**Given information:**

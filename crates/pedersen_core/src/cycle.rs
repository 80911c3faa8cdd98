use crate::quadrature::{integrate_from_vertex, QuadratureSettings};
use crate::traits::SoundSpeedModel;
use crate::vertex::{find_vertex, VertexSettings};
use anyhow::{bail, Result};
use serde::{Deserialize, Serialize};

#[cfg(feature = "parallel")]
use rayon::prelude::*;

#[derive(Debug, Clone, Copy, PartialEq, Default, Serialize, Deserialize)]
pub struct SolverSettings {
    pub vertex: VertexSettings,
    pub quadrature: QuadratureSettings,
}

impl SolverSettings {
    pub fn validate(&self) -> Result<()> {
        self.vertex.validate()?;
        self.quadrature.validate()
    }
}

/// One refraction cycle of a single ray: anchor to vertex and back to the anchor.
#[derive(Debug, Clone, Copy, PartialEq, Serialize, Deserialize)]
pub struct CycleSolution {
    /// Horizontal range of the full cycle (m).
    pub range: f64,
    /// Travel time of the full cycle (s).
    pub travel_time: f64,
    /// Vertex in the model's position coordinate.
    pub vertex_position: f64,
    pub ray_parameter: f64,
    /// Whether both the range and time integrals met the quadrature tolerance.
    pub converged: bool,
}

/// Cycle solutions for a launch-angle sweep, stored as parallel arrays in sweep order.
#[derive(Debug, Clone, Default, PartialEq, Serialize, Deserialize)]
pub struct CycleTable {
    pub range: Vec<f64>,
    pub travel_time: Vec<f64>,
    pub vertex_position: Vec<f64>,
    pub ray_parameter: Vec<f64>,
    pub converged: Vec<bool>,
}

impl CycleTable {
    pub fn with_capacity(capacity: usize) -> Self {
        Self {
            range: Vec::with_capacity(capacity),
            travel_time: Vec::with_capacity(capacity),
            vertex_position: Vec::with_capacity(capacity),
            ray_parameter: Vec::with_capacity(capacity),
            converged: Vec::with_capacity(capacity),
        }
    }

    pub fn len(&self) -> usize {
        self.range.len()
    }

    pub fn is_empty(&self) -> bool {
        self.range.is_empty()
    }

    /// True when every cycle in the table met the quadrature tolerance.
    pub fn all_converged(&self) -> bool {
        self.converged.iter().all(|&c| c)
    }

    pub fn push(&mut self, cycle: CycleSolution) {
        self.range.push(cycle.range);
        self.travel_time.push(cycle.travel_time);
        self.vertex_position.push(cycle.vertex_position);
        self.ray_parameter.push(cycle.ray_parameter);
        self.converged.push(cycle.converged);
    }

    pub fn get(&self, index: usize) -> Option<CycleSolution> {
        Some(CycleSolution {
            range: *self.range.get(index)?,
            travel_time: *self.travel_time.get(index)?,
            vertex_position: *self.vertex_position.get(index)?,
            ray_parameter: *self.ray_parameter.get(index)?,
            converged: *self.converged.get(index)?,
        })
    }
}

impl FromIterator<CycleSolution> for CycleTable {
    fn from_iter<I: IntoIterator<Item = CycleSolution>>(iter: I) -> Self {
        let iter = iter.into_iter();
        let mut table = CycleTable::with_capacity(iter.size_hint().0);
        for cycle in iter {
            table.push(cycle);
        }
        table
    }
}

/// Maps every launch angle independently, keeping sweep order.
#[cfg(feature = "parallel")]
pub(crate) fn map_angles<T, F>(angles: &[f64], f: F) -> Vec<T>
where
    T: Send,
    F: Fn(f64) -> T + Sync + Send,
{
    angles.par_iter().map(|&angle| f(angle)).collect()
}

#[cfg(not(feature = "parallel"))]
pub(crate) fn map_angles<T, F>(angles: &[f64], f: F) -> Vec<T>
where
    T: Send,
    F: Fn(f64) -> T + Sync + Send,
{
    angles.iter().map(|&angle| f(angle)).collect()
}

pub(crate) fn check_angles(angles: &[f64]) -> Result<()> {
    for (idx, angle) in angles.iter().enumerate() {
        if !angle.is_finite() || angle.abs() >= 90.0 {
            bail!(
                "Launch angle {} at index {} must be finite and inside (-90, 90) degrees.",
                angle,
                idx
            );
        }
    }
    Ok(())
}

/// Cycle range and time for one ray launched at `angle_deg` from `anchor` (a model position).
///
/// Range is twice the integral of cot(a) / scale(p) from vertex to anchor, rescaled by the
/// anchor's Snell scale. Time is twice the integral of 1 / (c(p) sin(a)). A cycle whose
/// integrals stop at `max_intervals` before meeting the tolerance keeps its best estimate and
/// is flagged with `converged = false`.
pub fn cycle_solution<M: SoundSpeedModel + ?Sized>(
    model: &M,
    anchor: f64,
    angle_deg: f64,
    settings: &SolverSettings,
) -> CycleSolution {
    let ray_parameter = model.ray_parameter(anchor, angle_deg);
    let vertex = find_vertex(model, ray_parameter, anchor, &settings.vertex);

    let range_integrand = |p: f64| {
        let cosine = model.cosine(ray_parameter, p);
        let sine = (1.0 - cosine * cosine).max(0.0).sqrt();
        if sine == 0.0 {
            return 0.0;
        }
        cosine / (sine * model.scale(p))
    };
    let time_integrand = |p: f64| {
        let speed = model.speed(p);
        let cosine = ray_parameter * speed / model.scale(p);
        let sine = (1.0 - cosine * cosine).max(0.0).sqrt();
        if sine == 0.0 {
            return 0.0;
        }
        1.0 / (speed * sine)
    };

    let range = integrate_from_vertex(range_integrand, vertex.position, anchor, &settings.quadrature);
    let time = integrate_from_vertex(time_integrand, vertex.position, anchor, &settings.quadrature);

    CycleSolution {
        range: 2.0 * model.scale(anchor) * range.value,
        travel_time: 2.0 * time.value,
        vertex_position: vertex.position,
        ray_parameter,
        converged: range.converged && time.converged,
    }
}

/// Cycle solutions for a sweep of launch angles (degrees, up positive) from `anchor_depth`.
pub fn analytic_cycle<M: SoundSpeedModel + ?Sized>(
    model: &M,
    anchor_depth: f64,
    angles: &[f64],
    settings: SolverSettings,
) -> Result<CycleTable> {
    settings.validate()?;
    model.check_depth(anchor_depth)?;
    check_angles(angles)?;

    let anchor = model.position_at_depth(anchor_depth);
    let cycles = map_angles(angles, |angle| {
        cycle_solution(model, anchor, angle, &settings)
    });
    Ok(cycles.into_iter().collect())
}

#[cfg(test)]
mod tests {
    use super::*;
    use crate::profile::{CartesianProfile, ProfileParams, SphericalProfile, EARTH_RADIUS};

    fn assert_err_contains<T: std::fmt::Debug>(result: Result<T>, needle: &str) {
        let err = result.expect_err("expected error");
        let message = format!("{err}");
        assert!(
            message.contains(needle),
            "expected error to contain \"{needle}\", got \"{message}\""
        );
    }

    fn cartesian() -> CartesianProfile {
        CartesianProfile::new(ProfileParams::default()).expect("profile")
    }

    #[test]
    fn quadrature_matches_closed_form_for_turning_and_truncated_rays() {
        let profile = cartesian();
        let angles: Vec<f64> = (0..12).map(|i| 1.0 + 2.0 * i as f64).collect();
        let table = analytic_cycle(&profile, 75.0, &angles, SolverSettings::default())
            .expect("cycle");
        for (idx, &angle) in angles.iter().enumerate() {
            let exact = profile.closed_form_cycle(75.0, angle).expect("closed form");
            let cycle = table.get(idx).expect("entry");
            assert!(
                (cycle.range - exact.range).abs() < 1e-3,
                "range mismatch at {angle} deg: {} vs {}",
                cycle.range,
                exact.range
            );
            assert!((cycle.travel_time - exact.travel_time).abs() < 1e-6);
            assert!((cycle.vertex_position - exact.vertex_position).abs() < 1e-9);
            assert_eq!(cycle.ray_parameter, exact.ray_parameter);
        }
    }

    #[test]
    fn deep_cycles_match_closed_form() {
        let profile = cartesian();
        let angles: Vec<f64> = (20..60).map(f64::from).collect();
        let table = analytic_cycle(&profile, 1000.0, &angles, SolverSettings::default())
            .expect("cycle");
        for (idx, &angle) in angles.iter().enumerate() {
            let exact = profile.closed_form_cycle(1000.0, angle).expect("closed form");
            assert!((table.range[idx] - exact.range).abs() < 1e-3);
            assert!((table.travel_time[idx] - exact.travel_time).abs() < 1e-6);
        }
    }

    #[test]
    fn ranges_are_non_negative_and_vertices_bounded() {
        let profile = SphericalProfile::new(ProfileParams::default(), EARTH_RADIUS).expect("profile");
        let angles: Vec<f64> = (20..60).map(f64::from).collect();
        let table = analytic_cycle(&profile, 1000.0, &angles, SolverSettings::default())
            .expect("cycle");
        let anchor = profile.position_at_depth(1000.0);
        assert_eq!(table.len(), angles.len());
        for idx in 0..table.len() {
            assert!(table.range[idx] >= 0.0);
            assert!(table.vertex_position[idx] >= anchor);
            assert!(table.vertex_position[idx] <= EARTH_RADIUS);
        }
    }

    #[test]
    fn horizontal_launch_has_zero_cycle() {
        let profile = cartesian();
        let table = analytic_cycle(&profile, 75.0, &[0.0], SolverSettings::default())
            .expect("cycle");
        assert_eq!(table.range[0], 0.0);
        assert_eq!(table.travel_time[0], 0.0);
        assert_eq!(table.vertex_position[0], 75.0);
        assert!(table.converged[0]);
    }

    #[test]
    fn repeated_sweeps_are_identical() {
        let profile = cartesian();
        let angles = [3.0, 11.0, 17.0, 21.0];
        let first = analytic_cycle(&profile, 75.0, &angles, SolverSettings::default())
            .expect("cycle");
        let second = analytic_cycle(&profile, 75.0, &angles, SolverSettings::default())
            .expect("cycle");
        assert_eq!(first, second);
    }

    #[test]
    fn unconverged_quadrature_is_flagged() {
        let profile = cartesian();
        let defaults = analytic_cycle(&profile, 1000.0, &[30.0], SolverSettings::default())
            .expect("cycle");
        assert!(defaults.all_converged());

        let mut settings = SolverSettings::default();
        settings.quadrature.abs_tolerance = 1e-300;
        settings.quadrature.rel_tolerance = 1e-300;
        settings.quadrature.max_intervals = 1;
        let starved = analytic_cycle(&profile, 1000.0, &[30.0], settings).expect("cycle");
        assert_eq!(starved.converged, vec![false]);
        assert!(!starved.all_converged());
        assert!((starved.range[0] - defaults.range[0]).abs() < 1.0);
    }

    #[test]
    fn empty_sweep_gives_empty_table() {
        let table = analytic_cycle(&cartesian(), 75.0, &[], SolverSettings::default())
            .expect("cycle");
        assert!(table.is_empty());
    }

    #[test]
    fn rejects_invalid_inputs() {
        let profile = cartesian();
        assert_err_contains(
            analytic_cycle(&profile, 75.0, &[10.0, 90.0], SolverSettings::default()),
            "index 1",
        );
        assert_err_contains(
            analytic_cycle(&profile, -5.0, &[10.0], SolverSettings::default()),
            "at or below the surface",
        );
        let mut settings = SolverSettings::default();
        settings.vertex.max_steps = 0;
        assert_err_contains(analytic_cycle(&profile, 75.0, &[10.0], settings), "max_steps");
    }
}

**Exercise description:**
Copy all lines of the listing above that contain the string "Clone".

**Answer:**
#[derive(Debug, Clone, Copy, PartialEq, Default, Serialize, Deserialize)]
#[derive(Debug, Clone, Copy, PartialEq, Serialize, Deserialize)]
#[derive(Debug, Clone, Default, PartialEq, Serialize, Deserialize)]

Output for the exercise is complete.